Coomaraswamy (2015, 194) reaches the conclusion that after fifteen years of attempted implementation of the WPS agenda, international resources are still being unequally distributed to prioritise the quality of “peace operations during and after armed conflict.” This illuminates a clear loss of vital feminist insights on how to enable sustainable peace. What is lost is the acknowledgement that “Women, peace and security is about preventing war, not about making war safer for women” (Coomaraswamy et. al. 2015, 191). When such an emphasis on prevention is increasingly marginalised within international policymaking circles, where resource allocation is determined and operations structured, the meaning of peace and security and their safeguarding, is further regulated by the immediate interests of market dynamics and militarist approaches.

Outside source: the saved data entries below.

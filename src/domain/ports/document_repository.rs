//! Document repository port.

use async_trait::async_trait;
use uuid::Uuid;

use crate::domain::errors::DomainResult;
use crate::domain::models::Document;

/// Repository interface for Document persistence.
#[async_trait]
pub trait DocumentRepository: Send + Sync {
    /// Insert a new document.
    async fn create(&self, document: &Document) -> DomainResult<()>;

    /// Get a document by ID regardless of owner.
    async fn get(&self, id: Uuid) -> DomainResult<Option<Document>>;

    /// Find an owner's document with the given content hash.
    async fn find_by_hash(&self, owner_id: &str, content_hash: &str) -> DomainResult<Option<Document>>;

    /// List an owner's documents, newest first.
    async fn list_for_owner(&self, owner_id: &str) -> DomainResult<Vec<Document>>;

    /// Count an owner's documents.
    async fn count_for_owner(&self, owner_id: &str) -> DomainResult<u64>;

    /// Delete an owner's document; analyses cascade. Returns false when the
    /// document does not exist or belongs to someone else.
    async fn delete(&self, id: Uuid, owner_id: &str) -> DomainResult<bool>;

    /// Mark the document `analyzing` and claim a new run generation.
    async fn begin_run(&self, id: Uuid) -> DomainResult<i64>;

    /// Mark the document `error` if `generation` is still the latest run.
    /// Returns whether the status was written.
    async fn mark_error(&self, id: Uuid, generation: i64) -> DomainResult<bool>;
}
//! SQLite implementation of the DocumentRepository.

use async_trait::async_trait;
use chrono::Utc;
use sqlx::SqlitePool;
use uuid::Uuid;

use super::{parse_datetime, parse_uuid};
use crate::domain::errors::{DomainError, DomainResult};
use crate::domain::models::{Document, DocumentStatus};
use crate::domain::ports::DocumentRepository;

const DOCUMENT_COLUMNS: &str =
    "id, owner_id, filename, content, content_hash, status, run_generation, created_at, updated_at";

/// SQLite implementation of [`DocumentRepository`].
#[derive(Clone)]
pub struct SqliteDocumentRepository {
    pool: SqlitePool,
}

impl SqliteDocumentRepository {
    /// Create a repository over an already migrated pool.
    pub fn new(pool: SqlitePool) -> Self {
        Self { pool }
    }
}

#[async_trait]
impl DocumentRepository for SqliteDocumentRepository {
    async fn create(&self, document: &Document) -> DomainResult<()> {
        sqlx::query(
            r#"INSERT INTO documents (id, owner_id, filename, content, content_hash, status, run_generation, created_at, updated_at)
               VALUES (?, ?, ?, ?, ?, ?, ?, ?, ?)"#
        )
        .bind(document.id.to_string())
        .bind(&document.owner_id)
        .bind(&document.filename)
        .bind(&document.content)
        .bind(&document.content_hash)
        .bind(document.status.as_str())
        .bind(document.run_generation)
        .bind(document.created_at.to_rfc3339())
        .bind(document.updated_at.to_rfc3339())
        .execute(&self.pool)
        .await?;

        Ok(())
    }

    async fn get(&self, id: Uuid) -> DomainResult<Option<Document>> {
        let row: Option<DocumentRow> = sqlx::query_as(&format!("SELECT {DOCUMENT_COLUMNS} FROM documents WHERE id = ?"))
            .bind(id.to_string())
            .fetch_optional(&self.pool)
            .await?;

        row.map(|r| r.try_into()).transpose()
    }

    async fn find_by_hash(&self, owner_id: &str, content_hash: &str) -> DomainResult<Option<Document>> {
        let row: Option<DocumentRow> = sqlx::query_as(&format!(
            "SELECT {DOCUMENT_COLUMNS} FROM documents WHERE owner_id = ? AND content_hash = ?"
        ))
        .bind(owner_id)
        .bind(content_hash)
        .fetch_optional(&self.pool)
        .await?;

        row.map(|r| r.try_into()).transpose()
    }

    async fn list_for_owner(&self, owner_id: &str) -> DomainResult<Vec<Document>> {
        let rows: Vec<DocumentRow> = sqlx::query_as(&format!(
            "SELECT {DOCUMENT_COLUMNS} FROM documents WHERE owner_id = ? ORDER BY created_at DESC"
        ))
        .bind(owner_id)
        .fetch_all(&self.pool)
        .await?;

        rows.into_iter().map(|r| r.try_into()).collect()
    }

    async fn count_for_owner(&self, owner_id: &str) -> DomainResult<u64> {
        let (count,): (i64,) = sqlx::query_as("SELECT COUNT(*) FROM documents WHERE owner_id = ?")
            .bind(owner_id)
            .fetch_one(&self.pool)
            .await?;

        Ok(count.max(0) as u64)
    }

    async fn delete(&self, id: Uuid, owner_id: &str) -> DomainResult<bool> {
        let result = sqlx::query("DELETE FROM documents WHERE id = ? AND owner_id = ?")
            .bind(id.to_string())
            .bind(owner_id)
            .execute(&self.pool)
            .await?;

        Ok(result.rows_affected() > 0)
    }

    async fn begin_run(&self, id: Uuid) -> DomainResult<i64> {
        let generation: Option<(i64,)> = sqlx::query_as(
            r#"UPDATE documents
               SET status = ?, run_generation = run_generation + 1, updated_at = ?
               WHERE id = ?
               RETURNING run_generation"#
        )
        .bind(DocumentStatus::Analyzing.as_str())
        .bind(Utc::now().to_rfc3339())
        .bind(id.to_string())
        .fetch_optional(&self.pool)
        .await?;

        generation.map(|(g,)| g).ok_or(DomainError::DocumentNotFound(id))
    }

    async fn mark_error(&self, id: Uuid, generation: i64) -> DomainResult<bool> {
        let result = sqlx::query(
            "UPDATE documents SET status = ?, updated_at = ? WHERE id = ? AND run_generation = ?"
        )
        .bind(DocumentStatus::Error.as_str())
        .bind(Utc::now().to_rfc3339())
        .bind(id.to_string())
        .bind(generation)
        .execute(&self.pool)
        .await?;

        Ok(result.rows_affected() > 0)
    }
}

#[derive(sqlx::FromRow)]
struct DocumentRow {
    id: String,
    owner_id: String,
    filename: String,
    content: String,
    content_hash: String,
    status: String,
    run_generation: i64,
    created_at: String,
    updated_at: String,
}

impl TryFrom<DocumentRow> for Document {
    type Error = DomainError;

    fn try_from(row: DocumentRow) -> Result<Self, Self::Error> {
        let status = DocumentStatus::from_str(&row.status)
            .ok_or_else(|| DomainError::SerializationError(format!("Invalid document status: {}", row.status)))?;

        Ok(Document {
            id: parse_uuid(&row.id)?,
            owner_id: row.owner_id,
            filename: row.filename,
            content: row.content,
            content_hash: row.content_hash,
            status,
            run_generation: row.run_generation,
            created_at: parse_datetime(&row.created_at)?,
            updated_at: parse_datetime(&row.updated_at)?,
        })
    }
}
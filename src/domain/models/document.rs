//! Document domain model.
//!
//! A document is the immutable input unit of an audit. Only its lifecycle
//! status changes after upload, and only the pipeline runner changes it.

use chrono::{DateTime, Utc};
use serde::{Deserialize, Serialize};
use sha2::{Digest, Sha256};
use uuid::Uuid;

/// Lifecycle status of a document.
#[derive(Debug, Clone, Copy, Default, PartialEq, Eq, Hash, Serialize, Deserialize)]
#[serde(rename_all = "snake_case")]
pub enum DocumentStatus {
    /// Uploaded, never analyzed
    #[default]
    Pending,
    /// A pipeline run is in flight
    Analyzing,
    /// The latest run committed an analysis
    Complete,
    /// The latest run failed
    Error,
}

impl DocumentStatus {
    /// Stored form of the status.
    pub fn as_str(&self) -> &'static str {
        match self {
            Self::Pending => "pending",
            Self::Analyzing => "analyzing",
            Self::Complete => "complete",
            Self::Error => "error",
        }
    }

    /// Parse a stored status, case-insensitively.
    #[allow(clippy::should_implement_trait)]
    pub fn from_str(s: &str) -> Option<Self> {
        match s.to_lowercase().as_str() {
            "pending" => Some(Self::Pending),
            "analyzing" => Some(Self::Analyzing),
            "complete" => Some(Self::Complete),
            "error" => Some(Self::Error),
            _ => None,
        }
    }
}

/// An uploaded document owned by exactly one user.
#[derive(Debug, Clone, PartialEq, Serialize, Deserialize)]
#[serde(rename_all = "camelCase")]
pub struct Document {
    pub id: Uuid,
    pub owner_id: String,
    pub filename: String,
    #[serde(skip_serializing, default)]
    pub content: String,
    pub content_hash: String,
    pub status: DocumentStatus,
    /// Incremented every time a pipeline run starts.
    pub run_generation: i64,
    pub created_at: DateTime<Utc>,
    pub updated_at: DateTime<Utc>,
}

impl Document {
    /// A pending document with its content hash computed.
    pub fn new(owner_id: impl Into<String>, filename: impl Into<String>, content: impl Into<String>) -> Self {
        let content = content.into();
        let now = Utc::now();
        Self {
            id: Uuid::new_v4(),
            owner_id: owner_id.into(),
            filename: filename.into(),
            content_hash: content_hash(&content),
            content,
            status: DocumentStatus::Pending,
            run_generation: 0,
            created_at: now,
            updated_at: now,
        }
    }

    /// Whether `user_id` owns this document.
    pub fn is_owned_by(&self, user_id: &str) -> bool {
        self.owner_id == user_id
    }
}

/// Hex SHA-256 of the document text, used for per-owner deduplication.
pub fn content_hash(content: &str) -> String {
    hex::encode(Sha256::digest(content.as_bytes()))
}

#[cfg(test)]
mod tests {
    use super::*;

    #[test]
    fn test_new_document_is_pending_with_hash() {
        let doc = Document::new("user-1", "memo.txt", "We should acquire the company.");
        assert_eq!(doc.status, DocumentStatus::Pending);
        assert_eq!(doc.run_generation, 0);
        assert_eq!(doc.content_hash.len(), 64);
        assert_eq!(doc.content_hash, content_hash("We should acquire the company."));
        assert!(doc.is_owned_by("user-1"));
        assert!(!doc.is_owned_by("user-2"));
    }

    #[test]
    fn test_status_round_trip() {
        for status in [
            DocumentStatus::Pending,
            DocumentStatus::Analyzing,
            DocumentStatus::Complete,
            DocumentStatus::Error,
        ] {
            assert_eq!(DocumentStatus::from_str(status.as_str()), Some(status));
        }
        assert_eq!(DocumentStatus::from_str("bogus"), None);
    }

    #[test]
    fn test_content_is_not_serialized() {
        let doc = Document::new("u", "a.txt", "secret body");
        let json = serde_json::to_value(&doc).unwrap();
        assert!(json.get("content").is_none());
        assert_eq!(json["status"], "pending");
        assert_eq!(json["ownerId"], "u");
    }
}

In short, by patriarchal concerns. “Over the years, international actors have increasingly shifted their attention and resources toward militarized approaches to security, resolution of disputes, and the hurried and ad hoc protection of civilians in conflict” Coomaraswamy (2015, 194) notes, remarking that “this is not the ‘prevention’ envisioned 15 years ago” in the initial drafting of the WPS.

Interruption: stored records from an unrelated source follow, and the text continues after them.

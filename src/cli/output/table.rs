//! Table output formatting using comfy-table.

use comfy_table::{presets, Attribute, Cell, Color, ContentArrangement, Table};
use std::env;

use super::truncate;
use crate::domain::models::{Document, DocumentStatus, InsightsPayload, NamedCount};

/// Table formatter for CLI output
pub struct TableFormatter {
    use_colors: bool,
}

impl TableFormatter {
    /// A formatter with colors on.
    pub fn new() -> Self {
        Self {
            use_colors: supports_color(),
        }
    }

    /// A formatter with colors set explicitly.
    pub fn with_colors(use_colors: bool) -> Self {
        Self { use_colors }
    }

    /// Table of documents with status and run count.
    pub fn format_documents(&self, documents: &[Document]) -> String {
        let mut table = base_table();
        table.set_header(header(&["ID", "Filename", "Status", "Runs", "Uploaded"]));

        for doc in documents {
            let status = Cell::new(doc.status.as_str());
            let status = if self.use_colors {
                status.fg(status_color(doc.status))
            } else {
                status
            };
            table.add_row(vec![
                Cell::new(doc.id),
                Cell::new(truncate(&doc.filename, 40)),
                status,
                Cell::new(doc.run_generation),
                Cell::new(doc.created_at.format("%Y-%m-%d %H:%M")),
            ]);
        }

        table.to_string()
    }

    /// One table for the headline numbers, then one per non-empty ranking.
    pub fn format_insights(&self, payload: &InsightsPayload) -> String {
        let mut sections = Vec::new();

        let mut overview = base_table();
        overview.set_header(header(&["Metric", "Value"]));
        let radar = &payload.radar;
        let rows: [(&str, String); 10] = [
            ("Documents", payload.total_documents.to_string()),
            ("Analyses", payload.total_analyses.to_string()),
            ("Quality", radar.quality.to_string()),
            ("Consistency", radar.consistency.to_string()),
            ("Fact accuracy", radar.fact_accuracy.to_string()),
            ("Logic", radar.logic.to_string()),
            ("Objectivity", radar.objectivity.to_string()),
            ("Compliance", radar.compliance.to_string()),
            ("Trend (first to last week)", format!("{:+}", payload.trend_delta)),
            (
                "Boardroom votes",
                format!(
                    "{} approve / {} reject / {} revise",
                    payload.boardroom_votes.approve, payload.boardroom_votes.reject, payload.boardroom_votes.revise
                ),
            ),
        ];
        for (metric, value) in rows {
            overview.add_row(vec![Cell::new(metric), Cell::new(value)]);
        }
        sections.push(overview.to_string());

        let mut distribution = base_table();
        distribution.set_header(header(&["Score range", "Analyses"]));
        for bucket in &payload.score_distribution {
            distribution.add_row(vec![Cell::new(&bucket.range), Cell::new(bucket.count)]);
        }
        sections.push(distribution.to_string());

        let rankings = [
            ("Bias type", &payload.bias_treemap),
            ("Severity", &payload.severity_histogram),
            ("Fallacy", &payload.top_fallacies),
            ("Failure scenario", &payload.top_failure_scenarios),
            ("Blind spot", &payload.top_blind_spots),
        ];
        for (label, counts) in rankings {
            if !counts.is_empty() {
                sections.push(counts_table(label, counts));
            }
        }

        if !payload.weekly_trend.is_empty() {
            let mut trend = base_table();
            trend.set_header(header(&["Week of", "Analyses", "Avg score", "Avg noise"]));
            for week in &payload.weekly_trend {
                trend.add_row(vec![
                    Cell::new(&week.week),
                    Cell::new(week.count),
                    Cell::new(week.avg_score),
                    Cell::new(week.avg_noise),
                ]);
            }
            sections.push(trend.to_string());
        }

        sections.join("\n\n")
    }
}

impl Default for TableFormatter {
    fn default() -> Self {
        Self::new()
    }
}

fn counts_table(label: &str, counts: &[NamedCount]) -> String {
    let mut table = base_table();
    table.set_header(header(&[label, "Count"]));
    for entry in counts {
        table.add_row(vec![Cell::new(truncate(&entry.name, 60)), Cell::new(entry.count)]);
    }
    table.to_string()
}

fn header(labels: &[&str]) -> Vec<Cell> {
    labels
        .iter()
        .map(|label| Cell::new(label).add_attribute(Attribute::Bold))
        .collect()
}

fn base_table() -> Table {
    let mut table = Table::new();
    table
        .load_preset(presets::UTF8_FULL)
        .set_content_arrangement(ContentArrangement::Dynamic);
    table
}

/// Check if color output is supported
fn supports_color() -> bool {
    if env::var("NO_COLOR").is_ok() {
        return false;
    }
    !matches!(env::var("TERM").as_deref(), Ok("dumb"))
}

fn status_color(status: DocumentStatus) -> Color {
    match status {
        DocumentStatus::Pending => Color::DarkGrey,
        DocumentStatus::Analyzing => Color::Cyan,
        DocumentStatus::Complete => Color::Green,
        DocumentStatus::Error => Color::Red,
    }
}
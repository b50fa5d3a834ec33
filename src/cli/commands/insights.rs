//! Implementation of the `docaudit insights` command.

use anyhow::{Context, Result};
use clap::Args;
use std::sync::Arc;
use std::time::Duration;

use super::open_database;
use crate::adapters::sqlite::{SqliteAnalysisRepository, SqliteDocumentRepository};
use crate::cli::output::table::TableFormatter;
use crate::cli::output::{output, CommandOutput};
use crate::domain::models::{Config, InsightsResponse};
use crate::services::InsightsService;

/// Arguments for `docaudit insights`.
#[derive(Args, Debug)]
pub struct InsightsArgs {
    /// User whose analyses are aggregated
    #[arg(long, short)]
    pub user: String,
}

/// Insights rendered as tables or JSON.
#[derive(Debug, serde::Serialize)]
#[serde(transparent)]
pub struct InsightsOutput(pub InsightsResponse);

impl CommandOutput for InsightsOutput {
    fn to_human(&self) -> String {
        match &self.0 {
            InsightsResponse::Empty(_) => "No documents yet.".to_string(),
            InsightsResponse::Ready(payload) => TableFormatter::new().format_insights(payload),
        }
    }
}

/// Aggregate a user's analyses from the local database.
pub async fn execute(args: InsightsArgs, config: &Config, json_mode: bool) -> Result<()> {
    let pool = open_database(config).await?;
    let service = InsightsService::new(
        Arc::new(SqliteDocumentRepository::new(pool.clone())),
        Arc::new(SqliteAnalysisRepository::new(
            pool.clone(),
            Duration::from_secs(config.schema.reprobe_interval_secs),
        )),
        config.insights.clone(),
    );

    let response = service
        .for_user(&args.user)
        .await
        .context("Failed to aggregate insights")?;
    pool.close().await;

    output(&InsightsOutput(response), json_mode);
    Ok(())
}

The necessity of addressing root causes, and the structural conditions enabling the continuation of conflict and insecurity, is particularly evident across the African continent, partly due to the spread of precarity, armed conflict and active peace missions. This becomes especially important in light of African conflicts still facing international discourses that dismiss them as a consequence of endogenous characteristics. As Nduwimana (2008, 22) notes, “there have been widely disseminated, barely-veiled stereotypes of Africans as a people whose identity destines them to self-destruction.” Instead of recognising insecurity in the region as the result of societal conflicts, official discourse (with clear linkages to former colonial mentalities), represents violence on the continent in terms of “clichés such as ‘tribal warfare’, ‘ethnic conflict’, ‘religious wars’.” Such labels serve to fragment any full understanding of either the causes behind, or dynamics of, conflict, while “[contributing] to a perception wherein political cleavages are transformed into innate, visceral and atavistic hatreds.” Ultimately, this entails that “conflict analysis relating to Africa has therefore been reduced to the consequences and manifestations of conflicts, rather than their causes” (Nduwimana 2008, 22) – in complete contradistinction to the measures called for by the feminist activist voices informing the initial WPS rhetoric.

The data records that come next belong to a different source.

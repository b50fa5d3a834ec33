//! Command-line interface.

pub mod commands;
pub mod output;
pub mod types;

pub use types::{Cli, Commands};

/// Print a failed command's error and exit non-zero.
pub fn handle_error(err: anyhow::Error, json_mode: bool) -> ! {
    if json_mode {
        let body = serde_json::json!({
            "success": false,
            "error": err.to_string(),
            "causes": err.chain().skip(1).map(ToString::to_string).collect::<Vec<_>>(),
        });
        println!("{}", serde_json::to_string_pretty(&body).unwrap_or_default());
    } else {
        eprintln!("{} {err}", console::style("error:").red().bold());
        for cause in err.chain().skip(1) {
            eprintln!("  caused by: {cause}");
        }
    }
    std::process::exit(1)
}
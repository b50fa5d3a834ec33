//! Domain layer for the document-audit system
//!
//! This module contains core business logic, domain models and ports.

pub mod errors;
pub mod models;
pub mod ports;

// Re-export error types for convenient access
pub use errors::{DomainError, DomainResult, StoreError, StoreResult};
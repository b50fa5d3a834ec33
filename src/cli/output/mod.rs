//! Output formatting utilities for the CLI.

pub mod progress;
pub mod table;

use serde::Serialize;

/// Output of a CLI command, printable for humans or as JSON.
pub trait CommandOutput: Serialize {
    fn to_human(&self) -> String;
    fn to_json(&self) -> serde_json::Value {
        serde_json::to_value(self).unwrap_or_default()
    }
}

/// Print `result` in the selected mode.
pub fn output<T: CommandOutput>(result: &T, json_mode: bool) {
    if json_mode {
        println!("{}", serde_json::to_string_pretty(&result.to_json()).unwrap_or_default());
    } else {
        println!("{}", result.to_human());
    }
}

/// Truncate a string to at most `max_len` characters, appending "..." if truncated.
pub fn truncate(s: &str, max_len: usize) -> String {
    if s.chars().count() <= max_len {
        s.to_string()
    } else {
        let kept: String = s.chars().take(max_len.saturating_sub(3)).collect();
        format!("{kept}...")
    }
}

In said discursive climate, the ultimate objective behind the WPS agenda to prevent conflict through a thorough understanding of the structural and other circumstances causing it, is lost again. The continued lack of incentive to challenge reductionist representations of an African innate propensity for violence and so seek out root sources behind conflict, coincide with the parallel tendency within international strategies for the implementation and maintenance of peace, to deprioritise policies of prevention. All this serves to reaffirm the need for returning to the feminist imperative to place prevention, alongside management and retroactive reconstruction, front and centre in the implementation of Resolution 1325 on the continent.

As a caveat to this however, it is important to note that while some, like Coomaraswamy et. al. (2015), argue this emphasis on attacking underlying structures was once visible in the policy language of the resolution, other critics caution that “the gendered nature of norms, culture and security practices are seldom under scrutiny: UNSCR 1325 was never intended to engage that debate” (Olonisakin, Hendricks, and Okech 2015, 386). If the latter concern holds true there might be reason to begin with a rethinking of the WPS discourse writ large, before interrogating its successes and failures in the field.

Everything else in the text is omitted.